Male influencers tend to make their digital homes on YouTube, Facebook and X, while a majority of women influencers exist on TikTok and Instagram, Pew Research Center’s latest report finds. (Credit: chenspec, pixabay.com)

Americans’ news consumption habits have changed — these days, social media influencers are our town criers and paper boys. 

That’s according to the Pew Research Center, which released a new report this week analyzing insights from over 10,000 Americans ages 18 and up regarding how they consumed news this past summer. In addition to offering respondents more traditional options to choose from, such as television, they also included news influencers — individuals who regularly post on social media about current events and have at least 100,000 followers.
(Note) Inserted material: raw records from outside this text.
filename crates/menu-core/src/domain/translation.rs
// ============================================================================
// Menu Core - Menu Item Translation Entity
// File: crates/menu-core/src/domain/translation.rs
// Description: Per-locale presentation of a menu item
// ============================================================================

use serde::{Deserialize, Serialize};
use validator::Validate;

use menu_shared::utils::{normalize_locale, normalize_uri};

/// Publish status of a translation, stored as `0`/`1`
#[derive(Debug, Clone, Copy, PartialEq, Eq, Serialize, Deserialize, Default)]
#[serde(rename_all = "snake_case")]
pub enum TranslationStatus {
    #[default]
    Draft,
    Published,
}

impl TranslationStatus {
    pub fn as_i32(&self) -> i32 {
        match self {
            TranslationStatus::Draft => 0,
            TranslationStatus::Published => 1,
        }
    }

    pub fn from_i32(value: i32) -> Option<Self> {
        match value {
            0 => Some(TranslationStatus::Draft),
            1 => Some(TranslationStatus::Published),
            _ => None,
        }
    }

    pub fn is_published(&self) -> bool {
        matches!(self, TranslationStatus::Published)
    }
}

/// Menu item translation, one per `(menuitem_id, locale)`
#[derive(Debug, Clone, PartialEq, Serialize, Deserialize, Validate)]
pub struct MenuItemTranslation {
    #[validate(length(min = 2, max = 10, message = "Locale must be between 2 and 10 characters"))]
    pub locale: String,

    #[serde(default)]
    #[validate(length(max = 255, message = "Title too long"))]
    pub title: String,

    #[serde(default)]
    #[validate(length(max = 255, message = "URI too long"))]
    pub uri: String,

    #[serde(default)]
    pub status: TranslationStatus,
}

impl MenuItemTranslation {
    pub fn new(locale: &str, title: &str, uri: &str, status: TranslationStatus) -> Self {
        Self {
            locale: normalize_locale(locale),
            title: title.trim().to_string(),
            uri: normalize_uri(uri),
            status,
        }
    }

    pub fn published(locale: &str, title: &str, uri: &str) -> Self {
        Self::new(locale, title, uri, TranslationStatus::Published)
    }

    pub fn draft(locale: &str, title: &str, uri: &str) -> Self {
        Self::new(locale, title, uri, TranslationStatus::Draft)
    }

    pub fn is_published(&self) -> bool {
        self.status.is_published()
    }

    /// Same normalization `new` applies, for values that arrived through serde.
    pub fn normalized(self) -> Self {
        Self::new(&self.locale, &self.title, &self.uri, self.status)
    }
}
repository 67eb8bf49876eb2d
//! Request and response payloads

use serde::{Deserialize, Serialize};
use validator::Validate;

use menu_core::domain::MenuItemChanges;
use menu_shared::MenuItemId;

/// Body of `POST /menuitem/update`
#[derive(Debug, Deserialize, Validate)]
pub struct UpdateMenuItemRequest {
    pub menuitem: MenuItemId,

    #[serde(flatten)]
    #[validate(nested)]
    pub changes: MenuItemChanges,
}

/// Body of `POST /menuitem/delete`
#[derive(Debug, Deserialize)]
pub struct DeleteMenuItemRequest {
    pub menuitem: MenuItemId,
}

#[derive(Debug, Serialize)]
pub struct DeletedResponse {
    pub id: MenuItemId,
}

#[derive(Debug, Deserialize)]
pub struct LocaleQuery {
    pub locale: Option<String>,
}

#[derive(Debug, Deserialize)]
pub struct ItemsQuery {
    pub locale: Option<String>,
    /// Skip the publish filter and return every item.
    #[serde(default)]
    pub all: bool,
}

#[derive(Debug, Deserialize, Validate)]
pub struct ResolveQuery {
    #[validate(length(min = 1, max = 255, message = "URI must be between 1 and 255 characters"))]
    pub uri: String,
    pub locale: Option<String>,
}
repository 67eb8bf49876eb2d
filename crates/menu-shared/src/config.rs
//! Configuration management

use config::{builder::DefaultState, Config, ConfigBuilder, ConfigError, Environment, File};
use serde::{Deserialize, Serialize};

use crate::constants::{DEFAULT_EVENT_CAPACITY, DEFAULT_LOCALE};

#[derive(Debug, Deserialize, Clone)]
pub struct AppConfig {
    pub app: AppSettings,
    pub database: DatabaseSettings,
    pub logging: LoggingSettings,
    pub events: EventSettings,
}

#[derive(Debug, Deserialize, Clone)]
pub struct AppSettings {
    pub env: String,
    pub host: String,
    pub port: u16,
    pub name: String,
    pub default_locale: String,
    #[serde(default)]
    pub allowed_origins: Vec<String>,
}

/// Which adapter backs the menu item repository.
#[derive(Debug, Serialize, Deserialize, Clone, Copy, PartialEq, Eq)]
#[serde(rename_all = "lowercase")]
pub enum StorageBackend {
    Postgres,
    Memory,
}

#[derive(Debug, Deserialize, Clone)]
pub struct DatabaseSettings {
    pub backend: StorageBackend,
    #[serde(default)]
    pub url: String,
    pub max_connections: u32,
    pub min_connections: u32,
    pub acquire_timeout_secs: u64,
    pub run_migrations: bool,
}

#[derive(Debug, Deserialize, Clone)]
pub struct LoggingSettings {
    pub level: String,
    pub json: bool,
    /// Daily-rolling log files go here when set; stdout otherwise.
    pub directory: Option<String>,
}

#[derive(Debug, Deserialize, Clone)]
pub struct EventSettings {
    pub capacity: usize,
}

impl AppConfig {
    pub fn load() -> Result<Self, ConfigError> {
        dotenvy::dotenv().ok();

        let env = std::env::var("APP_ENV").unwrap_or_else(|_| "development".into());
        let config = Self::defaults()?
            .add_source(File::with_name("config/default").required(false))
            .add_source(File::with_name(&format!("config/{}", env)).required(false))
            .add_source(Environment::default().separator("__").try_parsing(true))
            .build()?;
        let config: Self = config.try_deserialize()?;
        config.validate()?;
        Ok(config)
    }

    /// Rejects values that deserialize fine but cannot be used.
    pub fn validate(&self) -> Result<(), ConfigError> {
        if self.events.capacity == 0 {
            return Err(ConfigError::Message(
                "events.capacity must be at least 1".to_string(),
            ));
        }
        Ok(())
    }

    /// Builder preloaded with every default; sources added on top override them.
    pub fn defaults() -> Result<ConfigBuilder<DefaultState>, ConfigError> {
        Config::builder()
            .set_default("app.env", "development")?
            .set_default("app.host", "127.0.0.1")?
            .set_default("app.port", 8080)?
            .set_default("app.name", "menu-server")?
            .set_default("app.default_locale", DEFAULT_LOCALE)?
            .set_default("database.backend", "postgres")?
            .set_default("database.url", "")?
            .set_default("database.max_connections", 10)?
            .set_default("database.min_connections", 1)?
            .set_default("database.acquire_timeout_secs", 3)?
            .set_default("database.run_migrations", true)?
            .set_default("logging.level", "info")?
            .set_default("logging.json", true)?
            .set_default("events.capacity", DEFAULT_EVENT_CAPACITY as i64)
    }

    pub fn is_production(&self) -> bool {
        self.app.env.eq_ignore_ascii_case("production")
    }
}

#[cfg(test)]
mod tests {
    use super::*;
    use config::FileFormat;

    #[test]
    fn test_defaults_deserialize() {
        let config: AppConfig = AppConfig::defaults()
            .unwrap()
            .build()
            .unwrap()
            .try_deserialize()
            .unwrap();

        assert_eq!(config.app.port, 8080);
        assert_eq!(config.app.default_locale, "en");
        assert_eq!(config.database.backend, StorageBackend::Postgres);
        assert!(config.app.allowed_origins.is_empty());
        assert!(config.logging.directory.is_none());
        assert!(!config.is_production());
    }

    #[test]
    fn test_file_overrides_defaults() {
        let toml = r#"
            [app]
            env = "production"
            default_locale = "id"

            [database]
            backend = "memory"
        "#;

        let config: AppConfig = AppConfig::defaults()
            .unwrap()
            .add_source(File::from_str(toml, FileFormat::Toml))
            .build()
            .unwrap()
            .try_deserialize()
            .unwrap();

        assert_eq!(config.app.default_locale, "id");
        assert_eq!(config.database.backend, StorageBackend::Memory);
        assert_eq!(config.database.max_connections, 10);
        assert!(config.is_production());
    }

    #[test]
    fn test_zero_event_capacity_is_rejected() {
        let config: AppConfig = AppConfig::defaults()
            .unwrap()
            .add_source(File::from_str("[events]\ncapacity = 0", FileFormat::Toml))
            .build()
            .unwrap()
            .try_deserialize()
            .unwrap();

        let err = config.validate().unwrap_err();
        assert!(err.to_string().contains("events.capacity"));
    }
}
// ============================================================================
// Menu Core - Domain Events
// File: crates/menu-core/src/domain/events.rs
// ============================================================================

use serde::Serialize;

use super::menu_item::MenuItem;

/// Notifications raised by menu item writes, for outside subscribers
#[derive(Debug, Clone, PartialEq, Serialize)]
#[serde(tag = "type", content = "payload")]
#[serde(rename_all = "snake_case")]
pub enum MenuItemEvent {
    Created { item: MenuItem },
}

impl MenuItemEvent {
    pub fn name(&self) -> &'static str {
        match self {
            MenuItemEvent::Created { .. } => "menu_item_created",
        }
    }
}

/// Result of a create: the stored item plus the events it raised.
/// Dispatching the events is left to the caller.
#[derive(Debug, Clone)]
pub struct CreatedMenuItem {
    pub item: MenuItem,
    pub events: Vec<MenuItemEvent>,
}

impl CreatedMenuItem {
    pub fn new(item: MenuItem) -> Self {
        let events = vec![MenuItemEvent::Created { item: item.clone() }];
        Self { item, events }
    }
}

#[cfg(test)]
mod tests {
    use super::*;
    use crate::domain::NewMenuItem;
    use chrono::Utc;

    #[test]
    fn test_created_carries_single_event() {
        let item = MenuItem::from_new(3, &NewMenuItem::new(1), Utc::now());
        let created = CreatedMenuItem::new(item.clone());

        assert_eq!(created.events, vec![MenuItemEvent::Created { item }]);
        assert_eq!(created.events[0].name(), "menu_item_created");
    }

    #[test]
    fn test_event_serializes_with_type_tag() {
        let item = MenuItem::from_new(3, &NewMenuItem::new(1), Utc::now());
        let json = serde_json::to_value(MenuItemEvent::Created { item }).unwrap();

        assert_eq!(json["type"], "created");
        assert_eq!(json["payload"]["item"]["id"], 3);
    }
}
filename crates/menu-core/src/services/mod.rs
//! Domain services (business logic)

pub mod menu_service;
pub mod event_bus;
pub mod route_table;

pub use menu_service::MenuService;
pub use event_bus::EventBus;
pub use route_table::RouteTable;
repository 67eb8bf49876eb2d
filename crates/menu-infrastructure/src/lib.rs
//! # Menu Infrastructure
//! 
//! Storage implementations (adapters) of the menu item repository.

pub mod database;

pub use database::{create_pool, run_migrations, InMemoryMenuItemRepository, PgMenuItemRepository};
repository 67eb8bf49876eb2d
// ============================================================================
// Menu API - Menu Item Handlers
// File: crates/menu-api/src/handlers/menu_item.rs
// ============================================================================
//! Menu item write handlers and reverse uri lookup

use axum::{
    extract::{Query, State},
    http::StatusCode,
    Json,
};
use tracing::info;
use validator::Validate;

use menu_core::domain::{MenuItem, NewMenuItem};

use crate::dto::{DeleteMenuItemRequest, DeletedResponse, ResolveQuery, UpdateMenuItemRequest};
use crate::error::{ApiError, ApiResult};
use crate::response::ApiResponse;
use crate::state::AppState;

/// Create handler - POST /api/v1/menuitem
pub async fn create(
    State(state): State<AppState>,
    Json(payload): Json<NewMenuItem>,
) -> Result<(StatusCode, Json<ApiResponse<MenuItem>>), ApiError> {
    payload.validate()?;

    let created = state.menus.create(payload).await?;
    state.events.publish_all(created.events);

    Ok((StatusCode::CREATED, Json(ApiResponse::success(created.item))))
}

/// Update handler - POST /api/v1/menuitem/update
pub async fn update(
    State(state): State<AppState>,
    Json(payload): Json<UpdateMenuItemRequest>,
) -> ApiResult<MenuItem> {
    payload.validate()?;

    if payload.changes.is_empty() {
        return Err(ApiError::BadRequest("No fields to update".to_string()));
    }

    let item = state.menus.find_by_id(payload.menuitem).await?;
    let updated = state.menus.update(&item, payload.changes).await?;
    state.refresh_routes().await;

    Ok(Json(ApiResponse::success(updated)))
}

/// Delete handler - POST /api/v1/menuitem/delete
pub async fn delete(
    State(state): State<AppState>,
    Json(payload): Json<DeleteMenuItemRequest>,
) -> ApiResult<DeletedResponse> {
    state.menus.delete(payload.menuitem).await?;
    state.refresh_routes().await;

    info!("Menu item {} removed via API", payload.menuitem);
    Ok(Json(ApiResponse::success(DeletedResponse { id: payload.menuitem })))
}

/// Reverse lookup handler - GET /api/v1/menuitem/resolve?uri=&locale=
pub async fn resolve(
    State(state): State<AppState>,
    Query(params): Query<ResolveQuery>,
) -> ApiResult<MenuItem> {
    params.validate()?;

    let locale = state.locale_or_default(params.locale.as_deref());
    let item = state
        .menus
        .find_by_uri_in_language(&params.uri, &locale)
        .await?
        .ok_or_else(|| {
            ApiError::NotFound(format!("No menu item for {} in {}", params.uri.trim(), locale))
        })?;

    Ok(Json(ApiResponse::success(item)))
}
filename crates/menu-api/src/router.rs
use axum::{
    http::{header, HeaderValue, Method},
    routing::{get, post},
    Router,
};
use tower_http::{
    cors::{AllowOrigin, CorsLayer},
    request_id::{MakeRequestUuid, PropagateRequestIdLayer, SetRequestIdLayer},
    trace::TraceLayer,
};
use tracing::warn;

use crate::handlers::{health, menu, menu_item, routes};
use crate::state::AppState;

pub fn build_router(state: AppState) -> Router {
    let cors = cors_layer(&state.config.app.allowed_origins);

    Router::new()
        // Health check
        .route("/health", get(health::health_check))
        // Menu item writes
        .route("/api/v1/menuitem", post(menu_item::create))
        .route("/api/v1/menuitem/update", post(menu_item::update))
        .route("/api/v1/menuitem/delete", post(menu_item::delete))
        .route("/api/v1/menuitem/resolve", get(menu_item::resolve))
        // Menu reads
        .route("/api/v1/menus/{menu_id}/items", get(menu::items))
        .route("/api/v1/menus/{menu_id}/root", get(menu::root))
        .route("/api/v1/menus/{menu_id}/tree", get(menu::tree))
        // Route table
        .route("/api/v1/routes", get(routes::list_routes))
        .with_state(state)
        .layer(TraceLayer::new_for_http())
        .layer(PropagateRequestIdLayer::x_request_id())
        .layer(SetRequestIdLayer::x_request_id(MakeRequestUuid))
        .layer(cors)
}

fn cors_layer(allowed_origins: &[String]) -> CorsLayer {
    let layer = CorsLayer::new()
        .allow_methods([Method::GET, Method::POST, Method::OPTIONS])
        .allow_headers([header::CONTENT_TYPE, header::AUTHORIZATION]);

    if allowed_origins.iter().any(|origin| origin == "*") {
        return layer.allow_origin(AllowOrigin::any());
    }

    let origins: Vec<HeaderValue> = allowed_origins
        .iter()
        .filter_map(|origin| match origin.parse::<HeaderValue>() {
            Ok(value) => Some(value),
            Err(e) => {
                warn!("Ignoring invalid CORS origin {}: {}", origin, e);
                None
            }
        })
        .collect();

    layer.allow_origin(AllowOrigin::list(origins))
}
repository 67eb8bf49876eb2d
//! In-process fan-out of menu item events

use tokio::sync::broadcast;
use tracing::{debug, warn};

use crate::domain::MenuItemEvent;

pub struct EventBus {
    tx: broadcast::Sender<MenuItemEvent>,
}

impl EventBus {
    /// `capacity` is clamped to at least one slot.
    pub fn new(capacity: usize) -> Self {
        let (tx, _) = broadcast::channel(capacity.max(1));
        Self { tx }
    }

    pub fn publish(&self, event: MenuItemEvent) {
        debug!("Publishing {}", event.name());
        if let Err(e) = self.tx.send(event) {
            warn!("Failed to publish event (maybe no subscribers): {}", e);
        }
    }

    pub fn publish_all<I>(&self, events: I)
    where
        I: IntoIterator<Item = MenuItemEvent>,
    {
        for event in events {
            self.publish(event);
        }
    }

    pub fn subscribe(&self) -> broadcast::Receiver<MenuItemEvent> {
        self.tx.subscribe()
    }
}

#[cfg(test)]
mod tests {
    use super::*;
    use crate::domain::{MenuItem, NewMenuItem};
    use chrono::Utc;

    #[tokio::test]
    async fn test_subscriber_receives_published_events() {
        let bus = EventBus::new(8);
        let mut rx = bus.subscribe();

        let item = MenuItem::from_new(1, &NewMenuItem::new(1), Utc::now());
        bus.publish_all(vec![MenuItemEvent::Created { item: item.clone() }]);

        let received = rx.recv().await.unwrap();
        assert_eq!(received, MenuItemEvent::Created { item });
    }

    #[test]
    fn test_publish_without_subscribers_does_not_panic() {
        let bus = EventBus::new(1);
        let item = MenuItem::from_new(1, &NewMenuItem::new(1), Utc::now());
        bus.publish(MenuItemEvent::Created { item });
    }

    #[tokio::test]
    async fn test_zero_capacity_is_clamped() {
        let bus = EventBus::new(0);
        let mut rx = bus.subscribe();

        let item = MenuItem::from_new(2, &NewMenuItem::new(1), Utc::now());
        bus.publish(MenuItemEvent::Created { item: item.clone() });

        assert_eq!(rx.recv().await.unwrap(), MenuItemEvent::Created { item });
    }
}
//! Liveness check

use axum::{extract::State, http::StatusCode, Json};
use serde::Serialize;
use tracing::warn;

use menu_shared::config::StorageBackend;

use crate::state::AppState;

#[derive(Serialize)]
pub struct HealthResponse {
    status: &'static str,
    service: String,
    version: &'static str,
    storage: StorageBackend,
    storage_reachable: bool,
    route_modules: usize,
}

/// 200 while storage answers, 503 otherwise. The body is the same either way.
pub async fn health_check(State(state): State<AppState>) -> (StatusCode, Json<HealthResponse>) {
    let reachable = match state.menus.ping().await {
        Ok(()) => true,
        Err(e) => {
            warn!("Health check could not reach storage: {}", e);
            false
        }
    };

    let (status_code, status) = if reachable {
        (StatusCode::OK, "healthy")
    } else {
        (StatusCode::SERVICE_UNAVAILABLE, "degraded")
    };

    (
        status_code,
        Json(HealthResponse {
            status,
            service: state.config.app.name.clone(),
            version: env!("CARGO_PKG_VERSION"),
            storage: state.config.database.backend,
            storage_reachable: reachable,
            route_modules: state.routes.snapshot().len(),
        }),
    )
}
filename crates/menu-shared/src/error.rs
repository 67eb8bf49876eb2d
//! Application error types

use thiserror::Error;

#[derive(Error, Debug)]
pub enum AppError {
    #[error("Configuration error: {0}")]
    ConfigError(#[from] config::ConfigError),

    #[error("Internal error: {0}")]
    InternalError(String),
}
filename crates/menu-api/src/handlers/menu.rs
// ============================================================================
// Menu API - Menu Handlers
// File: crates/menu-api/src/handlers/menu.rs
// ============================================================================
//! Read-side menu handlers (item lists, root, tree)

use axum::{
    extract::{Path, Query, State},
    Json,
};

use menu_core::domain::{Menu, MenuItem, MenuItemTreeNode};
use menu_shared::MenuId;

use crate::dto::{ItemsQuery, LocaleQuery};
use crate::error::ApiResult;
use crate::response::ApiResponse;
use crate::state::AppState;

/// Menu items handler - GET /api/v1/menus/{menu_id}/items
pub async fn items(
    State(state): State<AppState>,
    Path(menu_id): Path<MenuId>,
    Query(params): Query<ItemsQuery>,
) -> ApiResult<Menu> {
    let items = if params.all {
        state.menus.all_roots_for_menu(menu_id).await?
    } else {
        let locale = state.locale_or_default(params.locale.as_deref());
        state.menus.roots_for_menu(menu_id, &locale).await?
    };

    Ok(Json(ApiResponse::success(Menu::new(menu_id, items))))
}

/// Menu root handler - GET /api/v1/menus/{menu_id}/root
pub async fn root(
    State(state): State<AppState>,
    Path(menu_id): Path<MenuId>,
) -> ApiResult<MenuItem> {
    let root = state.menus.get_root_for_menu(menu_id).await?;
    Ok(Json(ApiResponse::success(root)))
}

/// Menu tree handler - GET /api/v1/menus/{menu_id}/tree
pub async fn tree(
    State(state): State<AppState>,
    Path(menu_id): Path<MenuId>,
    Query(params): Query<LocaleQuery>,
) -> ApiResult<Vec<MenuItemTreeNode>> {
    let locale = state.locale_or_default(params.locale.as_deref());
    let tree = state.menus.get_tree_for_menu(menu_id, &locale).await?;
    Ok(Json(ApiResponse::success(tree)))
}
//! Repository traits (ports)

pub mod menu_item_repository;

pub use menu_item_repository::{MenuItemQuery, MenuItemRepository, TranslationFilter};

#[cfg(test)]
pub use menu_item_repository::MockMenuItemRepository;
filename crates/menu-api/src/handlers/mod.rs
//! HTTP handlers

pub mod health;
pub mod menu;
pub mod menu_item;
pub mod routes;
Roughly one in every five study participants reported getting their news from such social-media sources. This form of news consumption was most common among adults ages 18 to 29, with 37% of them saying they regularly obtain their news this way. Most who reported relying upon such sources said that news influencers helped them better understand current events – in particular, the 2024 Election – and various social issues.

The Pew Research Center has been investigating news consumption trends for at least a decade, says Luxuan Wang, a Pew research associate and author of the latest study. She told The Story Exchange that researchers have witnessed an “increasing digitization” of people’s news consumption as influencers gain presence and power in the industry. She named conservative political commentator Ben Shapiro, MSNBC correspondent Joy Reid, political activist Charlie Kirk and Fox News host Laura Ingraham as examples.

“From the news consumer side, news influencers are rising as a crucial information source for them,” Wang says. “From the industry side, there are no longer just those traditional news industry news outlets. There are all of these alternative voices outside of traditional … news media, that are attracting a lot of attention.”

Wang isn’t the only one who’s noticed. A new study conducted by New York Magazine, for which the publication interviewed 57 news media leaders about the state of the industry, revealed that all of them anticipated dramatic, digitally-focused changes down the road. It also highlighted the popularity of Apple News especially, which charges subscribers $12.99 per month, along with the broader concerns of a dying news industry.

Research also shows that, as with other forms of news media, the informative influencer world is largely male-dominated. Pew found that 63% of these individuals are men, while only 30% are women. (The remaining 7% were either nonbinary, or their gender couldn’t be determined by researchers, the report states.) The gender gap among consumers is far smaller though, with 23% of women and 19% of men regularly getting their news from influencers, Wang says. Male influencers tend to make their digital homes on YouTube, Facebook and X, while a majority of women influencers exist on TikTok and Instagram, the report finds. 

Jessa Lingel, an associate professor at the University of Pennsylvania, says this gap is a reflection of “lingering sexism.” She wasn’t completely surprised by the Pew report’s findings, but she was disappointed to learn about the gender breakdown of who’s delivering the news. When it comes to reporting, there is a long-standing societal belief that “men are the experts in the public sphere, and women are experts in private,” Lingel told The Story Exchange. “It’s disappointing that that division is still so powerful that it would show up in such overwhelming ways, at least on Twitter.”

In regards to X, formerly Twitter – an especially large news source for the online consumers – Lingel says the ideological skewing and the gender representation issues result from Elon Musk’s ownership and leadership of the company. “He has been so explicit in his policies about what online discourse should look like on Twitter, in a way that has favored conservative news — in a way that has favored the sort of extremism that is often hostile to women.”

And while conservatives like Musk have long believed that social media apps censor them, Pew’s data reveals that news influencers are actually more likely to see their politically right-leaning views elevated across all platforms. This also includes Facebook, where there are three times as many conservative news influencers as there are liberal ones.

Lingel, who is “a early millennial, late Gen-xer,” says she has witnessed some progress in women’s representation on television over the course of her life, specifically in sports journalism. And, as more and more women ”join in tech workforces, it’ll become more likely that women creative content creators are supported on various platforms,” Lingel says.

While it’s hard for experts to know precisely what the future of news consumption will look like, Lingel says society will see “increasing fragmentation across the news landscape,” along with an influx in tools meant to reveal when something has been produced by artificial intelligence. 

As for Pew’s Wang, she expects the digitization of news to continue apace. “We have been tracking trends for a very long time, and there’s some patterns that wouldn’t necessarily change overnight,” she says. But “the increasing use of digital devices” will remain either way.